Claude Tillier’s novel, My Uncle Benjamin [is about] the birth of democratic ideas in my country. The worth of this book lies in a kind of shrewdness and peasant common sense, closely related to a type of wit that is very popular in America. For several years I have dreamed of making a film of this book.

If I can’t convince you to join the uncles and aunts at the barricades, maybe I can at least persuade you to read My Uncle Benjamin. The action takes place in a rural French village inhabited by a wonderfully irreverent cast of mid-18th Century peasants. It is no rural paradise. They are messy and imperfect. They hate pretentiousness, they mock the throne, they love one another, they worship freedom, they eat, drink, err, make love, argue, bond, give birth, die. As Tillier’s biographer, Melvin B. Yoken said, Tillier "portrays vigorously the robust, hearty life and activity of the little man in its splendor, folly, and serenity."

Winnie the Pooh author A.A. Milne considered My Uncle Benjamin a classic. He poked fun at himself for thinking he’d discovered it. It’s telling that Milne talks lovingly of the book between mentions of Shakespeare and Wind and the Willows author Kenneth Grahame.

Dr. Benjamin Rathery’s grandnephew narrates the book. Uncle Benjamin Rathery is a compassionate quack and hard-drinking raconteur. We’d call him self-centered, except his compassion is boundless. We’d call him lazy, except he’s always on the move. We’d call him a coward, except he puts his life on the line for others. Benjamin is the model crazy uncle. "If you have not read how that jovial giant impersonated the Wandering Jew for the simple folk of Moulot, you have skipped as good a thing as you shall find in Rabelais or Le Sage," said essayist Michael Monohan.
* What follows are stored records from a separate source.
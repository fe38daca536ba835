// SPDX-License-Identifier: BUSL-1.1
// Copyright (c) 2026 Alfred Jean LLC

//! Shared test helpers for use across crates.
//!
//! Gated behind `#[cfg(any(test, feature = "test-support"))]`.

use crate::{AgentId, AgentRecord, AgentStatus, AgentUpdate, LogEntry, LogLevel};

// ── Proptest strategies ─────────────────────────────────────────────────

pub mod strategies {
    use crate::task::{TaskNode, TaskStatus};
    use crate::AgentStatus;
    use proptest::prelude::*;

    pub fn arb_agent_status() -> impl Strategy<Value = AgentStatus> {
        prop_oneof![
            Just(AgentStatus::Queued),
            Just(AgentStatus::Running),
            Just(AgentStatus::Paused),
            Just(AgentStatus::Completed),
            Just(AgentStatus::Failed),
        ]
    }

    pub fn arb_task_status() -> impl Strategy<Value = TaskStatus> {
        prop_oneof![
            Just(TaskStatus::Pending),
            Just(TaskStatus::InProgress),
            Just(TaskStatus::Completed),
            Just(TaskStatus::Failed),
        ]
    }

    /// Task trees up to `depth` levels with at most 4 children per node
    pub fn arb_task_tree(depth: u32) -> impl Strategy<Value = TaskNode> {
        let leaf = (0u32..1000, arb_task_status())
            .prop_map(|(n, status)| TaskNode::new(format!("t{n}"), format!("task {n}"), status));
        leaf.prop_recursive(depth, 32, 4, |inner| {
            (0u32..1000, arb_task_status(), proptest::collection::vec(inner, 1..4)).prop_map(
                |(n, status, children)| {
                    TaskNode::new(format!("t{n}"), format!("group {n}"), status)
                        .with_children(children)
                },
            )
        })
    }

    /// A valid lifecycle path starting at `queued`, one status per step
    pub fn arb_status_path() -> impl Strategy<Value = Vec<AgentStatus>> {
        use AgentStatus::*;
        prop_oneof![
            Just(vec![Queued]),
            Just(vec![Queued, Running]),
            Just(vec![Queued, Running, Completed]),
            Just(vec![Queued, Running, Failed]),
            Just(vec![Queued, Running, Paused, Running, Completed]),
            Just(vec![Queued, Running, Paused, Failed]),
            Just(vec![Queued, Failed]),
        ]
    }
}

// ── Factories ───────────────────────────────────────────────────────────

/// Full snapshot of a freshly launched agent
pub fn queued_snapshot(id: &str, name: &str, revision: u64) -> AgentUpdate {
    AgentUpdate::new(id)
        .name(name)
        .prompt(format!("prompt for {name}"))
        .status(AgentStatus::Queued)
        .progress(0u8)
        .created_at_ms(1_000_000u64)
        .revision(revision)
}

/// A tracked record in `status`, keeping the completion invariant
pub fn record(id: &str, status: AgentStatus) -> AgentRecord {
    let mut builder = AgentRecord::builder().id(AgentId::new(id)).name(id).status(status);
    if status != AgentStatus::Queued {
        builder = builder.started_at_ms(1_100_000u64);
    }
    if status.is_terminal() {
        builder = builder.completed_at_ms(1_700_000u64);
    }
    builder.build()
}

pub fn info(ts: u64, message: &str) -> LogEntry {
    LogEntry::new(ts, LogLevel::Info, message)
}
Tillier, of course, is only one of many who wrote of aunts and uncles. Graham Greene’s Travels With My Aunt is another grand testament to our cause. Greene’s character, Aunt Augusta, is the model crazy aunt.

I know that "sisters" and "brothers" are the conventional salutations of solidarity. "Brother" and "sister" do evoke a healthy, anti-authoritarian horizontality of democratic relationships. The trouble with brothers and sisters, though, is that ghostly parental figures are always hovering about the frame.

Frames and narratives of family dominate the language of politics. For instance, we say "Mother Country," or "The Father of Our Country." As George Lakoff has shown, though, it goes further than that. Metaphors from two broad categories of parenting – responsibility-building nurturance and obedience-training authoritarianism – are mapped onto progressive and conservative political culture, respectively.

Conservatives have long exploited the framing potential of the strict, authoritarian parental narrative. Progressives have been slower to exploit their own responsibility-building nurturant narratives.

We can’t escape these structures in our brains any more than we can escape having mothers and fathers. But maybe we can create new pathways for politics by using metaphors of misbehavior and nurturance that evoke our values of empowerment, responsibility and independence, too.

That’s where Uncle Benjamin and Aunt Augusta come in. Let’s tell their stories. Let’s subvert the narrative models of familial oppression that infect our politics.

The 19th Century authors who made Uncle Sam the mythical embodiment of America knew what they were doing: they substituted an extra-nuclear family member for parental authority, directing the nation’s nieces and nephews toward loyalty to the State.

I want something different. I want all of us to be free as the crazy aunts and uncles we adore, to be citizens who don’t look up to an Uncle Sam, but across the table to our neighbors.